Another project Erpenbeck took on was the attempt to bring a football program to the university. Approached by Jack Moreland, then-interim president of NKU, Erpenbeck took great strides in efforts to start a football team on campus.

“Subsequently, we did not add football,” Meier said, “but he was the chair of the committee to make a presentation, to put information together to go to the board.”

According to Meier, Erpenbeck’s plan called for much of the funding for the program, which would have included building a football field, to come from student fee allocation.

His last involvement with the Athletic Department was around three years ago, according to Meier. Erpenbeck chaired the committee for Bill Aker’s retirement dinner, hosted at the Erpenbeck residence. Aker was Northern’s baseball coach for 29 seasons, and coached Erpenbeck.

“His intent was to try to help our program as much as he could,” Meier said. “He donated his time, and in some cases his money. I think he was positive with our program.”

Between 1994 and 2000, Erpenbeck donated $6,500 to the athletic department, according to the University Development office.
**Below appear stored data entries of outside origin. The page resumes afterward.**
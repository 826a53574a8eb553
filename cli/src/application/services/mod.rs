//! Application services: use-case orchestration.
//!
//! Each service module implements a single use-case by composing domain logic
//! with port trait calls. Services import only from `crate::domain` and
//! `crate::application::ports`, never from `crate::infra`, `crate::commands`,
//! or `crate::output`.

pub mod config_service;
pub mod executor;
pub mod membership;
//! Target load balancer resolution.
//!
//! Pure functions only: resolution works on an already-fetched listing
//! and never talks to the provider.

use crate::domain::error::ResolutionError;
use crate::domain::load_balancer::{InstanceId, LoadBalancer};

/// What the caller asked to operate on.
#[derive(Debug, Clone, PartialEq, Eq)]
pub enum Target {
    /// No load balancer was given.
    Unspecified,
    /// A full or partial load balancer name.
    Name(String),
    /// A load balancer already settled by name; never matched as a substring.
    Exact(String),
    /// Whichever load balancer currently holds this instance.
    Instance(InstanceId),
}

impl Target {
    /// Classify a raw user-supplied hint.
    ///
    /// Absent or blank input is `Unspecified`; input matching the instance id
    /// pattern designates an instance; anything else is a name hint.
    #[must_use]
    pub fn parse(raw: Option<&str>) -> Self {
        match raw.map(str::trim) {
            None | Some("") => Self::Unspecified,
            Some(s) if InstanceId::is_instance_like(s) => Self::Instance(InstanceId::new(s)),
            Some(s) => Self::Name(s.to_string()),
        }
    }
}

/// Resolve `target` to exactly one load balancer in `load_balancers`.
///
/// Name hints prefer an exact name match, then fall back to the first load
/// balancer (in listing order) whose name contains the hint. `Exact` targets
/// match the full name only.
///
/// # Errors
///
/// - `LoadBalancerNotFound` when a name or instance matches nothing.
/// - `NoLoadBalancerAvailable` when no target is given and the listing is empty.
/// - `MultipleLoadBalancersAvailable` when no target is given and the
///   listing holds more than one load balancer; carries the whole listing.
pub fn resolve<'a>(
    target: &Target,
    load_balancers: &'a [LoadBalancer],
) -> Result<&'a LoadBalancer, ResolutionError> {
    match target {
        Target::Instance(instance) => load_balancers
            .iter()
            .find(|lb| lb.contains(instance))
            .ok_or_else(|| ResolutionError::LoadBalancerNotFound {
                target: instance.to_string(),
            }),
        Target::Name(hint) => find_by_name(hint, load_balancers).ok_or_else(|| {
            ResolutionError::LoadBalancerNotFound {
                target: hint.clone(),
            }
        }),
        Target::Exact(name) => load_balancers
            .iter()
            .find(|lb| lb.name == *name)
            .ok_or_else(|| ResolutionError::LoadBalancerNotFound {
                target: name.clone(),
            }),
        Target::Unspecified => match load_balancers {
            [] => Err(ResolutionError::NoLoadBalancerAvailable),
            [only] => Ok(only),
            many => Err(ResolutionError::MultipleLoadBalancersAvailable {
                candidates: many.to_vec(),
            }),
        },
    }
}

fn find_by_name<'a>(hint: &str, load_balancers: &'a [LoadBalancer]) -> Option<&'a LoadBalancer> {
    load_balancers
        .iter()
        .find(|lb| lb.name == hint)
        .or_else(|| load_balancers.iter().find(|lb| lb.name.contains(hint)))
}
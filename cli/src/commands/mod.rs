//! Command implementations

pub mod attach;
pub mod detach;
pub mod list;

use std::process::ExitCode;

use anyhow::Result;

use crate::app::AppContext;
use crate::application::ports::{ConfigStore, LoadBalancerGateway};
use crate::application::services::membership::{InstanceReport, MembershipSession};
use crate::output::progress;

/// Fetch the load balancer listing once for this command, with a spinner.
///
/// # Errors
///
/// Returns an error if the provider listing fails.
pub async fn open_session<'g, G: LoadBalancerGateway>(
    app: &AppContext<impl ConfigStore>,
    gateway: &'g G,
) -> Result<MembershipSession<'g, G>> {
    let spinner = app.output.spinner("Fetching load balancers...");
    let opened = MembershipSession::open(gateway).await;
    if let Some(pb) = &spinner {
        progress::finish_clear(pb);
    }
    opened
}

/// `SUCCESS` only when every instance operation was confirmed.
#[must_use]
pub fn exit_code(reports: &[InstanceReport]) -> ExitCode {
    if reports.iter().all(InstanceReport::is_success) {
        ExitCode::SUCCESS
    } else {
        ExitCode::FAILURE
    }
}
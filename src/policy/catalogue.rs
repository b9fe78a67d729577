// SPDX-License-Identifier: MIT

//! Field catalogue
//!
//! Descriptive metadata about the record fields a policy may test. The
//! evaluator does not need it; the authoring tool and the validator do.

use serde::{Deserialize, Serialize};

use super::rule::{Operator, Scalar};

/// Set of fields available to policy authors
#[derive(Debug, Clone, Default, PartialEq, Deserialize, Serialize)]
pub struct FieldCatalogue {
    #[serde(default)]
    pub fields: Vec<FieldDescriptor>,
}

/// How a record attribute may be compared
#[derive(Debug, Clone, PartialEq, Deserialize, Serialize)]
#[serde(rename_all = "camelCase")]
pub struct FieldDescriptor {
    pub name: String,
    pub label: String,
    #[serde(alias = "value_kind")]
    pub value_kind: ValueKind,
    /// Enumeration for categorical fields, in display order
    #[serde(default, alias = "values", alias = "allowed_values")]
    pub allowed_values: Vec<AllowedValue>,
}

#[derive(Debug, Clone, PartialEq, Eq, Deserialize, Serialize)]
pub struct AllowedValue {
    pub name: String,
    pub label: String,
}

/// Supported value kinds
#[derive(Debug, Clone, Copy, PartialEq, Eq, Hash, Deserialize, Serialize)]
#[serde(rename_all = "lowercase")]
pub enum ValueKind {
    /// One of an enumerated set of names
    Categorical,
    Numeric,
    Text,
}

static CATEGORICAL_OPERATORS: [Operator; 4] =
    [Operator::Eq, Operator::NotEq, Operator::In, Operator::NotIn];

static NUMERIC_OPERATORS: [Operator; 9] = [
    Operator::Eq,
    Operator::NotEq,
    Operator::Lt,
    Operator::Lte,
    Operator::Gt,
    Operator::Gte,
    Operator::Between,
    Operator::In,
    Operator::NotIn,
];

static TEXT_OPERATORS: [Operator; 12] = [
    Operator::Eq,
    Operator::NotEq,
    Operator::Lt,
    Operator::Lte,
    Operator::Gt,
    Operator::Gte,
    Operator::Contains,
    Operator::DoesNotContain,
    Operator::StartsWith,
    Operator::EndsWith,
    Operator::In,
    Operator::NotIn,
];

impl ValueKind {
    pub const ALL: [ValueKind; 3] = [ValueKind::Categorical, ValueKind::Numeric, ValueKind::Text];

    /// Operators that make sense for this kind
    pub fn operators(&self) -> &'static [Operator] {
        match self {
            ValueKind::Categorical => &CATEGORICAL_OPERATORS,
            ValueKind::Numeric => &NUMERIC_OPERATORS,
            ValueKind::Text => &TEXT_OPERATORS,
        }
    }

    pub fn admits(&self, operator: &Operator) -> bool {
        self.operators().contains(operator)
    }

    pub fn as_str(&self) -> &'static str {
        match self {
            ValueKind::Categorical => "categorical",
            ValueKind::Numeric => "numeric",
            ValueKind::Text => "text",
        }
    }
}

impl std::fmt::Display for ValueKind {
    fn fmt(&self, f: &mut std::fmt::Formatter<'_>) -> std::fmt::Result {
        f.write_str(self.as_str())
    }
}

impl FieldDescriptor {
    pub fn new(name: impl Into<String>, label: impl Into<String>, value_kind: ValueKind) -> Self {
        Self {
            name: name.into(),
            label: label.into(),
            value_kind,
            allowed_values: Vec::new(),
        }
    }

    pub fn with_values(mut self, values: &[(&str, &str)]) -> Self {
        self.allowed_values = values
            .iter()
            .map(|(name, label)| AllowedValue {
                name: name.to_string(),
                label: label.to_string(),
            })
            .collect();
        self
    }

    /// Whether a literal belongs to the enumeration. Fields without an
    /// enumeration accept anything.
    pub fn allows(&self, value: &Scalar) -> bool {
        if self.allowed_values.is_empty() {
            return true;
        }
        let text = value.to_string();
        self.allowed_values.iter().any(|v| v.name == text)
    }
}

impl FieldCatalogue {
    pub fn new(fields: Vec<FieldDescriptor>) -> Self {
        Self { fields }
    }

    pub fn get(&self, name: &str) -> Option<&FieldDescriptor> {
        self.fields.iter().find(|f| f.name == name)
    }

    pub fn len(&self) -> usize {
        self.fields.len()
    }

    pub fn is_empty(&self) -> bool {
        self.fields.is_empty()
    }
}

#[cfg(test)]
mod tests {
    use super::*;

    #[test]
    fn test_catalogue_deserialize() {
        let yaml = r#"
            fields:
              - name: region
                label: Région
                valueKind: categorical
                allowedValues:
                  - { name: Tanger, label: Tanger-Tétouan-Al Hoceïma }
                  - { name: Fes, label: Fès-Meknès }
              - name: chiffre_affaires
                label: Chiffre d'affaires
                valueKind: numeric
        "#;
        let catalogue: FieldCatalogue = serde_yaml::from_str(yaml).unwrap();

        assert_eq!(catalogue.len(), 2);
        let region = catalogue.get("region").unwrap();
        assert_eq!(region.value_kind, ValueKind::Categorical);
        assert_eq!(region.allowed_values[1].name, "Fes");
        assert!(catalogue.get("chiffre_affaires").unwrap().allowed_values.is_empty());
        assert!(catalogue.get("sexe").is_none());
    }

    #[test]
    fn test_values_alias() {
        let json = serde_json::json!({
            "fields": [{
                "name": "sexe",
                "label": "Sexe",
                "value_kind": "categorical",
                "values": [{ "name": "Homme", "label": "Homme" }]
            }]
        });
        let catalogue: FieldCatalogue = serde_json::from_value(json).unwrap();
        assert_eq!(catalogue.fields[0].allowed_values.len(), 1);
    }

    #[test]
    fn test_operators_by_kind() {
        assert!(ValueKind::Categorical.admits(&Operator::In));
        assert!(!ValueKind::Categorical.admits(&Operator::Gt));
        assert!(ValueKind::Numeric.admits(&Operator::Between));
        assert!(!ValueKind::Numeric.admits(&Operator::Contains));
        assert!(ValueKind::Text.admits(&Operator::StartsWith));
        assert!(!ValueKind::Text.admits(&Operator::Between));
        for kind in ValueKind::ALL {
            assert!(!kind.admits(&Operator::Unknown("like".to_string())));
        }
    }

    #[test]
    fn test_allows() {
        let sexe = FieldDescriptor::new("sexe", "Sexe", ValueKind::Categorical)
            .with_values(&[("Homme", "Homme"), ("Femme", "Femme")]);
        assert!(sexe.allows(&Scalar::from("Femme")));
        assert!(!sexe.allows(&Scalar::from("femme")));

        let annee = FieldDescriptor::new("annee_creation", "Année de création", ValueKind::Numeric);
        assert!(annee.allows(&Scalar::Number(2023.0)));
    }
}
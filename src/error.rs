// SPDX-License-Identifier: MIT

//! Typed errors for eligibility-rs
//!
//! Evaluation itself never fails; these cover loading, configuration and
//! the outer surfaces (CLI, HTTP server).

use thiserror::Error;

use crate::policy::validate::PolicyIssue;

/// Top-level error type
#[derive(Debug, Error)]
pub enum EligibilityError {
    /// Configuration errors (invalid environment values)
    #[error("Configuration error: {0}")]
    Config(String),

    /// Input file does not exist
    #[error("File not found: {0}")]
    FileNotFound(String),

    /// Input parsed but has the wrong shape (e.g. a record that is not an object)
    #[error("Invalid {what}: {message}")]
    InvalidInput { what: String, message: String },

    /// Policy failed validation
    #[error("Policy has {} issue(s)", .0.len())]
    InvalidPolicy(Vec<PolicyIssue>),

    /// I/O errors
    #[error(transparent)]
    Io(#[from] std::io::Error),

    /// JSON serialization/deserialization errors
    #[error(transparent)]
    Json(#[from] serde_json::Error),

    /// YAML parsing errors
    #[error(transparent)]
    Yaml(#[from] serde_yaml::Error),
}

pub type Result<T> = std::result::Result<T, EligibilityError>;

impl EligibilityError {
    /// Create a config error
    pub fn config(message: impl Into<String>) -> Self {
        Self::Config(message.into())
    }

    /// Create an invalid input error
    pub fn invalid_input(what: impl Into<String>, message: impl Into<String>) -> Self {
        Self::InvalidInput {
            what: what.into(),
            message: message.into(),
        }
    }
}
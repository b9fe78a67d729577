// SPDX-License-Identifier: MIT

//! Stateless HTTP API around the evaluator
//!
//! Policies and records arrive in the request body; nothing is stored.

use axum::{
    extract::{rejection::JsonRejection, State},
    routing::{get, post},
    Json, Router,
};
use once_cell::sync::Lazy;
use serde::{Deserialize, Serialize};
use serde_json::{json, Value};
use std::net::SocketAddr;
use std::sync::Arc;
use tower_http::{cors::CorsLayer, trace::TraceLayer};

use crate::error::Result;
use crate::policy::catalogue::{FieldCatalogue, ValueKind};
use crate::policy::record::Record;
use crate::policy::rule::{Evaluator, Operator, RuleGroup, Verdict};
use crate::policy::validate::{PolicyIssue, PolicyValidator};

/// Operator names with the value kinds admitting them
static OPERATOR_TABLE: Lazy<Value> = Lazy::new(|| {
    let operators: Vec<Value> = Operator::KNOWN
        .iter()
        .map(|op| {
            let kinds: Vec<&str> = ValueKind::ALL
                .iter()
                .filter(|kind| kind.admits(op))
                .map(|kind| kind.as_str())
                .collect();
            json!({ "operator": op.as_str(), "kinds": kinds })
        })
        .collect();
    json!(operators)
});

/// Shared, read-only server state
#[derive(Debug, Clone, Default)]
pub struct AppState {
    pub catalogue: FieldCatalogue,
    pub evaluator: Evaluator,
}

#[derive(Debug, Deserialize)]
pub struct EvaluationRequest {
    pub policy: RuleGroup,
    pub record: Record,
}

#[derive(Debug, Deserialize)]
pub struct ValidationRequest {
    pub policy: RuleGroup,
}

#[derive(Debug, Serialize)]
pub struct ValidationResponse {
    pub valid: bool,
    pub issues: Vec<PolicyIssue>,
}

pub fn router(state: Arc<AppState>) -> Router {
    Router::new()
        .route("/api/health", get(health_check))
        .route("/api/fields", get(list_fields))
        .route("/api/operators", get(list_operators))
        .route("/api/evaluate", post(evaluate))
        .route("/api/validate", post(validate))
        .with_state(state)
        .layer(TraceLayer::new_for_http())
        .layer(CorsLayer::permissive())
}

pub async fn serve(port: u16, state: AppState) -> Result<()> {
    let app = router(Arc::new(state));

    let addr = SocketAddr::from(([127, 0, 0, 1], port));
    log::info!("Listening on http://{}", addr);

    let listener = tokio::net::TcpListener::bind(addr).await?;
    axum::serve(listener, app).await?;

    Ok(())
}

async fn health_check() -> Json<Value> {
    Json(json!({ "status": "ok" }))
}

async fn list_fields(State(state): State<Arc<AppState>>) -> Json<FieldCatalogue> {
    Json(state.catalogue.clone())
}

async fn list_operators() -> Json<Value> {
    Json(OPERATOR_TABLE.clone())
}

/// Outcome of a handler whose JSON body may have been rejected
type ApiResult<T> = std::result::Result<T, JsonRejection>;

/// Unwrap a JSON body, logging the rejection when it does not parse
fn accept<T>(route: &str, payload: ApiResult<Json<T>>) -> ApiResult<T> {
    match payload {
        Ok(Json(body)) => Ok(body),
        Err(rejection) => {
            log::error!("Rejected {} request: {}", route, rejection.body_text());
            Err(rejection)
        }
    }
}

async fn evaluate(
    State(state): State<Arc<AppState>>,
    payload: ApiResult<Json<EvaluationRequest>>,
) -> ApiResult<Json<Verdict>> {
    let payload = accept("/api/evaluate", payload)?;
    let verdict = state
        .evaluator
        .evaluate_policy(&payload.policy, &payload.record);
    for diagnostic in &verdict.diagnostics {
        log::warn!("Policy diagnostic: {}", diagnostic);
    }
    log::info!("Evaluated policy: eligible={}", verdict.eligible);
    Ok(Json(verdict))
}

async fn validate(
    State(state): State<Arc<AppState>>,
    payload: ApiResult<Json<ValidationRequest>>,
) -> ApiResult<Json<ValidationResponse>> {
    let payload = accept("/api/validate", payload)?;
    let issues = PolicyValidator::new(&state.catalogue)
        .with_max_depth(state.evaluator.max_depth())
        .validate(&payload.policy);
    Ok(Json(ValidationResponse {
        valid: issues.is_empty(),
        issues,
    }))
}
Erpenbeck was also a Regent at NKU. Appointed by former Gov. Paul Patton, Erpenbeck served on the Board of Regents for less than a year. His term commenced on July 1, 2001 and was scheduled to expire in June of 2007. However, Erpenbeck resigned on May 6, 2002.

Earlier this month, Erpenbeck and his father were jailed without bond on charges of obstruction of justice. Erpenbeck’s sister was wearing a transmitter when they allegedly pressured her to give “less-damaging” testimony against him, according to The Cincinnati Enquirer.

Prosecutors are reportedly pushing for the maximum penalty. The charge of bank fraud could carry up to 30 years in prison, and the recent charge of obstruction of justice could bring 20 more.